LUOL'S DONG: So, where did you get the idea for Soxman? It's not every day that you decide to put your dirty laundry on a Batman suit.
SOXMAN: On a cold night during the 2005 ALDS, I tucked two “rally socks” that were walk-in give-a-ways under the ear portion of my Sox cap to keep my ears warm. That night, at least 50 people must have asked me where I “bought” that hat. Picture a cartoon with the light bulb going off above the person’s head. That was me.
Second, shortly after that game, I bet a friend, who is a die hard Cubs fan that if (when) the White Sox made it to the World Series, I would do something to prove to the city—heck to the world, that Sox fans are the most dedicated, passionate, and yes crazy fans around.
The morning after they clinched, the idea came to me in the shower of all places to create a Sox super hero. I made some initial sketches, knowing I had to work the “sock ears” into the concept somewhere. I literally put the first costume together with safety pins and glue in less than 24 hours.
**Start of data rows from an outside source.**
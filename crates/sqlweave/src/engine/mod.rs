//! Engines, pooled connections, sessions and transactions.
//!
//! An [`Engine`] owns a driver, a [`Pool`] and the registered hooks. Work
//! happens in a [`Session`], which borrows one connection from the pool the
//! first time it runs a statement, and inside [`Transaction`]s opened on the
//! session:
//!
//! ```rust,ignore
//! use sqlweave::{Engine, params};
//!
//! let engine = Engine::from_uri("sqlite://:memory:?max_pool_conns=4")?;
//! engine.transaction(|tx| {
//!     tx.execute("CREATE TABLE users (id INTEGER PRIMARY KEY, name TEXT)", params!())?;
//!     tx.execute("INSERT INTO users (name) VALUES (?)", params!["alice"])?;
//!     Ok(())
//! })?;
//! ```
//!
//! Sessions with an open transaction are discoverable per thread through
//! [`current_session`], so helpers can join the caller's transaction without
//! being handed it.

mod config;
mod context;
mod pool;
mod session;
mod transaction;


pub use config::{ConnectUri, EngineConfig, LogLevel};
pub use context::{
    after_commit, current_session, ensure_session, ensure_transaction, session_depth, transaction,
};
pub use pool::{Pool, PoolConnection};
pub use session::Session;
pub use transaction::Transaction;

use crate::driver::Driver;
use crate::error::{OrmError, OrmResult};
use crate::monitor::{CompositeHook, QueryHook, TracingSqlHook};
use crate::sql::ParamStyle;
use std::fmt;
use std::sync::atomic::{AtomicU64, Ordering};
use std::sync::{Arc, PoisonError, RwLock};

static NEXT_ENGINE_ID: AtomicU64 = AtomicU64::new(1);

/// Registered hooks, copied on write so executions never hold the lock.
#[derive(Default)]
pub(crate) struct Hooks {
    current: RwLock<Arc<CompositeHook>>,
}

impl Hooks {
    pub(crate) fn snapshot(&self) -> Arc<CompositeHook> {
        self.current
            .read()
            .unwrap_or_else(PoisonError::into_inner)
            .clone()
    }

    fn add(&self, hook: Arc<dyn QueryHook>) {
        let mut current = self.current.write().unwrap_or_else(PoisonError::into_inner);
        let mut next = CompositeHook::clone(&current);
        next.push(hook);
        *current = Arc::new(next);
    }
}

struct EngineInner {
    id: u64,
    config: EngineConfig,
    paramstyle: ParamStyle,
    pool: Pool,
    hooks: Arc<Hooks>,
}

/// A connection factory and the entry point for sessions.
///
/// Cheap to clone and shareable across threads; sessions themselves stay on
/// the thread that opened them.
#[derive(Clone)]
pub struct Engine {
    inner: Arc<EngineInner>,
}

impl Engine {
    pub fn new(driver: impl Driver + 'static, config: EngineConfig) -> Self {
        Self::from_driver(Arc::new(driver), config)
    }

    pub fn from_driver(driver: Arc<dyn Driver>, config: EngineConfig) -> Self {
        let hooks = Arc::new(Hooks::default());
        if let Some(level) = config.log_level {
            hooks.add(Arc::new(
                TracingSqlHook::new()
                    .level(level.as_tracing())
                    .with_params(true),
            ));
        }
        let paramstyle = config.paramstyle.unwrap_or_else(|| driver.paramstyle());
        let pool = Pool::new(driver, config.pool, config.max_conns(), hooks.clone());
        Self {
            inner: Arc::new(EngineInner {
                id: NEXT_ENGINE_ID.fetch_add(1, Ordering::Relaxed),
                config,
                paramstyle,
                pool,
                hooks,
            }),
        }
    }

    /// Build an engine from a `driver://target?option=value` URI.
    ///
    /// Engine options (`pool`, `max_pool_conns`, `paramstyle`, `log_level`,
    /// `separator`) are taken from the query string; the remaining options go
    /// to the driver. The built-in driver names are `sqlite` and `sqlite3`.
    pub fn from_uri(uri: &str) -> OrmResult<Self> {
        Self::from_uri_with(uri, EngineConfig::default())
    }

    /// [`from_uri`](Self::from_uri) starting from `config` instead of the defaults.
    #[cfg_attr(not(feature = "sqlite"), allow(unused_variables, unreachable_code))]
    pub fn from_uri_with(uri: &str, mut config: EngineConfig) -> OrmResult<Self> {
        let uri = ConnectUri::parse(uri)?;
        let driver_options = config.apply_options(uri.options.clone())?;
        let driver: Arc<dyn Driver> = match uri.driver.as_str() {
            #[cfg(feature = "sqlite")]
            "sqlite" | "sqlite3" => Arc::new(crate::drivers::sqlite::SqliteDriver::from_options(
                &uri.target,
                driver_options,
            )?),
            other => return Err(OrmError::Config(format!("unknown driver '{other}'"))),
        };
        Ok(Self::from_driver(driver, config))
    }

    /// Register a hook.
    pub fn with_hook(self, hook: impl QueryHook + 'static) -> Self {
        self.add_hook(Arc::new(hook));
        self
    }

    /// Register a shared hook. Hooks run in registration order.
    pub fn add_hook(&self, hook: Arc<dyn QueryHook>) {
        self.inner.hooks.add(hook);
    }

    pub(crate) fn hooks(&self) -> Arc<CompositeHook> {
        self.inner.hooks.snapshot()
    }

    pub fn id(&self) -> u64 {
        self.inner.id
    }

    /// Whether both handles refer to the same engine.
    pub fn same(&self, other: &Engine) -> bool {
        Arc::ptr_eq(&self.inner, &other.inner)
    }

    pub fn config(&self) -> &EngineConfig {
        &self.inner.config
    }

    /// Placeholder dialect statements are rendered in.
    pub fn paramstyle(&self) -> ParamStyle {
        self.inner.paramstyle
    }

    pub fn pool(&self) -> &Pool {
        &self.inner.pool
    }

    /// Check a connection out of the pool. See [`Pool::connect`].
    pub fn connect(&self, from_pool: bool) -> OrmResult<PoolConnection> {
        self.inner.pool.connect(from_pool)
    }

    /// Give a connection back. See [`Pool::disconnect`].
    pub fn disconnect(&self, conn: PoolConnection, force: bool) -> OrmResult<()> {
        self.inner.pool.disconnect(conn, force)
    }

    /// Close every pooled connection, for shutdown.
    pub fn disconnect_all(&self) -> OrmResult<()> {
        self.inner.pool.disconnect_all()
    }

    /// A new session. No connection is taken until it runs a statement.
    pub fn session(&self) -> Session {
        Session::new(self.clone())
    }

    /// Run `f` with a new session that is current for this thread while `f`
    /// runs and is closed afterwards.
    pub fn with_session<R>(&self, f: impl FnOnce(&Session) -> OrmResult<R>) -> OrmResult<R> {
        self.run_session(self.session(), f)
    }

    /// Run `f` in a transaction that commits on success.
    ///
    /// Joins the thread's current session when it belongs to this engine;
    /// otherwise a session is opened for the duration of `f`.
    pub fn transaction<R>(&self, f: impl FnOnce(&Transaction) -> OrmResult<R>) -> OrmResult<R> {
        match current_session() {
            Some(session) if session.engine().same(self) => session.transaction(f),
            _ => self.run_session(self.session(), |session| session.transaction(f)),
        }
    }

    pub(crate) fn run_session<R>(
        &self,
        session: Session,
        f: impl FnOnce(&Session) -> OrmResult<R>,
    ) -> OrmResult<R> {
        let guard = context::ContextGuard::enter(&session);
        let result = f(&session);
        drop(guard);
        let closed = session.close();
        match result {
            Ok(value) => closed.map(|()| value),
            Err(err) => {
                if let Err(close_err) = closed {
                    tracing::error!(
                        target: "sqlweave.pool",
                        session = session.id(),
                        error = %close_err,
                        "failed to close session after error"
                    );
                }
                Err(err)
            }
        }
    }
}

impl fmt::Debug for Engine {
    fn fmt(&self, f: &mut fmt::Formatter<'_>) -> fmt::Result {
        f.debug_struct("Engine")
            .field("id", &self.inner.id)
            .field("paramstyle", &self.inner.paramstyle)
            .field("pool", &self.inner.pool)
            .finish()
    }
}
The best experience as of late was the night the White Sox clinched the AL Central, Jim Thome walked over to me along with Dewayne Wise. I got a champagne shower and a high five. Jim Thome gave me the cork to his champagne bottle.
LD: What was it like "working" with Ronnie Woo Woo? Aside from the demented playground shennanigans, some people would call this an act of treachery! There's no escaping your past - we have access to streaming video!
SM: (laughs) Working with Ronnie Woo Woo has been without a doubt the number one factor that has caused Sox fans to question my loyalty to the team. The sappy side to the WGN piece also made people question my sanity.
In 2006, WGN morning man Pat Tomasulo and I had been trying to collaborate on something creative for the Sox\Cubs series. The original concept was going to be a “showdown” between fans. Then the AJ-Barrett fiasco occurred. As the series was moving to Wrigley, city officials and MLB were paranoid that an already heated rivalry might lead to chaos.
Tomasulo asked if I’d be willing to go in another direction with the taping to promote unity for the love of the game and to make people laugh. I knew the perception dangers it would have to many, but I agreed and signed on.
Ronnie was actually a pretty nice guy and could share many baseball memories back before I was born. Remember, we filmed in Wrigleyville, where Soxman was not very popular, or wanted. At times, the film crew had to contain Ronnie’s energy, but we got through most snippets with one or two takes.
After the filming, he wanted me to hang out all day with him in costume, promoting places we could get a free lunch or meet with former players, but I did not have the time (Ed's Note: Ronnie? Free food? What?). He did introduce me to Jim Hendry though, which was pretty neat.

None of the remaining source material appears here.